5. Missed nuances. I thought Gore couldn't lose any more votes on the basis of dubious character or credibility. "We've already heard all the bad stuff about Gore," I wrote. "For eight years, the GOP has investigated and exposed his sins with marvelous efficiency. … Everyone knew Gore was Clinton's henchman and apologist. What they didn't know was that Gore could be anything else."
Evidently, I oversimplified the dynamics of Gore's image. Yes, he escaped Clinton's shadow by picking Joe Lieberman as his running mate and declaring himself "my own man." And yes, that escape ruined Bush's plan to run against "Clinton-Gore." But having separated himself from Clinton's ethical troubles, Gore proceeded to exacerbate his own. Many voters who had formed a bad impression of Clinton hadn't yet formed a bad impression of Gore. Over the next month, with the help of several gratuitous Gore fibs that were shrewdly hyped by the GOP, they did.
6. Reductionism. I tried to simplify the election by reducing complex dynamics to their parts. For example, I pointed out that Gore was outscoring Bush on questions about which candidate could better handle issues such as health care, Social Security, and education. But comparing the candidates issue-by-issue is only one way of deciding which one you agree with. The alternative is to compare the overarching principles that guide their positions on the issues. That's how Bush got back on his feet. He steered the debate away from Gore's specific proposals on education and health care, which voters favored, to Gore's philosophy of more expensive government, which they opposed.
Likewise, I argued that Bush, because he was less well known than Gore, was more vulnerable to the disclosure of "negative information" about parts of his record that were "only now being investigated and exposed." Chief among these were Texas' low rankings on children's health and environmental quality. But many voters turned out to care less about specific information than about broad impressions. They decided that Bush was more trustworthy than Gore and that this difference was more important than discrete flaws in Bush's record. In the debates, Gore won the arguments, but Bush won the job interview.

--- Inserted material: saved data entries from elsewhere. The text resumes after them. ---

use std::collections::HashMap;
use std::sync::Arc;

use chrono::{DateTime, Utc};
use tokio::sync::{RwLock, broadcast};
use uuid::Uuid;

use mingle_types::events::GatewayEvent;

/// Metadata kept for one registered live connection.
#[derive(Debug, Clone)]
pub struct ConnectionInfo {
    pub connected_at: DateTime<Utc>,
}

/// Owns the set of live connections and fans events out to all of them.
///
/// There is no per-recipient routing: every registered connection receives
/// every event. Connections register on WebSocket accept and must be
/// deregistered when their socket loop exits, so the registry tracks only
/// live handles.
#[derive(Clone)]
pub struct Dispatcher {
    inner: Arc<DispatcherInner>,
}

struct DispatcherInner {
    broadcast_tx: broadcast::Sender<GatewayEvent>,
    connections: RwLock<HashMap<Uuid, ConnectionInfo>>,
}

impl Dispatcher {
    pub fn new() -> Self {
        let (broadcast_tx, _) = broadcast::channel(1024);
        Self {
            inner: Arc::new(DispatcherInner {
                broadcast_tx,
                connections: RwLock::new(HashMap::new()),
            }),
        }
    }

    /// Register a new live connection. Returns its id and the event receiver
    /// carrying everything published after this call.
    pub async fn register(&self) -> (Uuid, broadcast::Receiver<GatewayEvent>) {
        let conn_id = Uuid::new_v4();
        let rx = self.inner.broadcast_tx.subscribe();
        self.inner.connections.write().await.insert(
            conn_id,
            ConnectionInfo {
                connected_at: Utc::now(),
            },
        );
        (conn_id, rx)
    }

    /// Remove a connection from the registry. Dropping its receiver is what
    /// stops delivery; this keeps the registry from growing without bound.
    pub async fn deregister(&self, conn_id: Uuid) {
        self.inner.connections.write().await.remove(&conn_id);
    }

    /// Subscribe to events without registering a connection (tests, taps).
    pub fn subscribe(&self) -> broadcast::Receiver<GatewayEvent> {
        self.inner.broadcast_tx.subscribe()
    }

    /// Push an event to every currently-registered connection. A send with
    /// no live receivers is not an error.
    pub fn broadcast(&self, event: GatewayEvent) {
        let _ = self.inner.broadcast_tx.send(event);
    }

    pub async fn connection_count(&self) -> usize {
        self.inner.connections.read().await.len()
    }
}

impl Default for Dispatcher {
    fn default() -> Self {
        Self::new()
    }
}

Predictably—if I may use that word—I've been hounded and derided for the past month by Bush supporters angry that I wrote off their candidate. They've accused me, rightly, of pretending to omniscience. Then, in the next breath, they've predicted a landslide for Bush. Last night's election returns—and the ongoing uncertainty over which candidate will be president—should chasten us all. How will it end? I have no idea.